Identification of active site carboxylic residues in Trichoderma reesei endoglucanase Cell2A by site-directed mutagenesis

摘要

cDNA of Cell2A (formerly EG III), one of five endoglucanases of Trichoderma reesei, was expressed in Escherichia coli by using the tac promoter of E. coli. Transformants of E.coli harboring a plasmid pAGmeg13 containing mature form Cell2A cDNA produced Cell2A protein largley as insoluble inclusion bodies in the cytoplasm of the cells. The insoluble fraction was solubilized with urea from which Cell2A was purified by cation chromatography to electrophoretic homogeneity. The purified enzyme was immunologically and enzymologically identical to that of Cell2A purified from T. reesei. E116 and E200 of Cell2A of T. seesei are completely conserved in family-12 cellulases.

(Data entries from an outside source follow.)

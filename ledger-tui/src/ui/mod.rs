pub mod components;
pub mod layouts;
pub mod screens;
pub mod theme;

use crate::log_buffer::LogBuffer;
use crate::state::AppState;
use ratatui::Frame;
use screens::*;

/// Pure render dispatcher - routes to appropriate screen renderer
/// This function is read-only and never mutates state
pub fn render_app(f: &mut Frame, state: &AppState, log_buffer: &LogBuffer) {
    let status = state.status.as_ref();

    match state.current_screen() {
        Screen::Blotter(blotter_state) => {
            blotter_screen::render(f, blotter_state, &state.render_context(), status);
        }
        Screen::Editor(editor_state) => {
            editor_screen::render(f, editor_state, status);
        }
        Screen::Logs(logs_state) => {
            logs_screen::render(f, logs_state, log_buffer);
        }
    }

    // Render help popup on top if visible
    if state.help_visible {
        components::help_popup::render_help_popup(f, state.current_screen());
    }
}
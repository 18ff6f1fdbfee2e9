use crate::app_core::{AppCore, DataEventHandler};
use crate::commands::executor;
use crate::config::Settings;
use crate::events::{AppCommand, DataEvent};
use crate::input::{Key, KeyEvent};
use crate::state::{reducer, AppState, EditorState};
use crate::ui::screens::Screen;
use ledger_db::{MemoryStore, StoreData};
use std::rc::Rc;

/// Runs commands against the in-memory store without touching disk
#[derive(Debug, Default)]
pub struct MockDataHandler {
    pub executed: Vec<AppCommand>,
}

impl MockDataHandler {
    pub fn new() -> Self {
        Self::default()
    }
}

impl DataEventHandler for MockDataHandler {
    fn execute_with_context(&mut self, command: AppCommand, state: &mut AppState) {
        self.executed.push(command.clone());
        for event in executor::execute_command(command, state) {
            reducer::reduce_data_event(state, event);
        }
    }
}

/// Small ledger used by tests: two top-level categories with one child,
/// attributes on both levels and three transactions.
pub fn sample_store_data() -> StoreData {
    let data = serde_json::json!({
        "categories": [
            { "id": 1, "title": "Groceries" },
            { "id": 2, "title": "Bakery", "parent_id": 1 },
            { "id": 3, "title": "Utilities" }
        ],
        "attributes": [
            { "id": 10, "title": "Receipt", "type": "checkbox", "category_id": 1 },
            { "id": 11, "title": "Loaf", "type": "list", "category_id": 2,
              "list_values": ["Rye", "Sourdough"], "default_value": "Rye" },
            { "id": 12, "title": "Meter", "type": "number", "category_id": 3 }
        ],
        "currencies": [
            { "id": 1, "code": "USD", "symbol": "$", "symbol_format": "left" },
            { "id": 2, "code": "EUR", "symbol": "€" }
        ],
        "transactions": [
            { "id": 1, "datetime": "2024-03-01T09:00:00", "from_account_id": 1,
              "from_account_title": "Checking", "from_account_currency_id": 1,
              "from_amount": -4250, "category_id": 2, "payee": "Corner Bakery",
              "category_attributes": { "10": "true", "11": "Sourdough" } },
            { "id": 2, "datetime": "2024-03-02T18:30:00", "from_account_id": 1,
              "from_account_title": "Checking", "from_account_currency_id": 1,
              "from_amount": 250000, "note": "Salary" },
            { "id": 3, "datetime": "2024-03-03T08:15:00", "from_account_id": 1,
              "from_account_title": "Checking", "from_account_currency_id": 1,
              "from_amount": -10000, "to_account_id": 2, "to_account_title": "Savings",
              "original_currency_id": 2, "original_from_amount": -9200 }
        ]
    });

    match serde_json::from_value(data) {
        Ok(data) => data,
        Err(e) => panic!("sample data does not match the store format: {}", e),
    }
}

pub struct TestApp {
    core: AppCore<MockDataHandler>,
    store: Rc<MemoryStore>,
}

impl TestApp {
    /// Test app over the sample ledger with the blotter loaded
    pub fn new() -> Self {
        Self::with_settings(Settings::default())
    }

    pub fn with_settings(settings: Settings) -> Self {
        match MemoryStore::from_data(sample_store_data()) {
            Ok(store) => Self::with_store(store, settings),
            Err(e) => panic!("sample data rejected: {}", e),
        }
    }

    pub fn with_store(store: MemoryStore, settings: Settings) -> Self {
        let store = Rc::new(store);
        let state = AppState::new(Rc::clone(&store) as Rc<dyn ledger_db::Database>, settings);
        let mut core = AppCore::new(state, MockDataHandler::new());
        core.execute(AppCommand::LoadBlotter);
        Self { core, store }
    }

    pub fn send_key(&mut self, key: Key) {
        self.core.handle_key(KeyEvent::new(key));
    }

    pub fn send_key_event(&mut self, event: KeyEvent) {
        self.core.handle_key(event);
    }

    pub fn send_keys(&mut self, keys: &[Key]) {
        for key in keys {
            self.send_key(*key);
        }
    }

    /// Type a string one character at a time
    pub fn type_text(&mut self, text: &str) {
        for c in text.chars() {
            self.send_key(Key::Char(c));
        }
    }

    /// Run a command without going through key handling
    pub fn execute(&mut self, command: AppCommand) {
        self.core.execute(command);
    }

    /// Inject a data event
    pub fn send_data_event(&mut self, event: DataEvent) {
        self.core.handle_data_event(event);
    }

    pub fn state(&self) -> &AppState {
        self.core.state()
    }

    pub fn store(&self) -> &MemoryStore {
        &self.store
    }

    pub fn editor(&self) -> Option<&EditorState> {
        match self.state().current_screen() {
            Screen::Editor(editor) => Some(editor),
            _ => None,
        }
    }

    /// Assert that the app is on a specific screen type
    pub fn assert_screen_type(&self, expected_discriminant: std::mem::Discriminant<Screen>) {
        let current = self.state().current_screen();
        assert_eq!(
            std::mem::discriminant(current),
            expected_discriminant,
            "Expected different screen. Current: {:?}",
            current
        );
    }

    pub fn assert_should_quit(&self) {
        assert!(
            self.core.should_quit(),
            "App should be marked for quit but is not"
        );
    }

    pub fn assert_not_quit(&self) {
        assert!(
            !self.core.should_quit(),
            "App should NOT be marked for quit but is"
        );
    }
}

impl Default for TestApp {
    fn default() -> Self {
        Self::new()
    }
}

In order to investigate the role of these two glutamate residues in the enzymic funciton of Cell2A, two mutant enzymes were produced at each position, namely E116D/Q and E200D/Q. The specific activity of these mutant enzymes is reduced by more than 98%, revealing the importance of these two residues to the catalytic funciton of Cell2A. The data demonstrated that E116 and E200 are the nucleophilic and acid-base residues, respectively.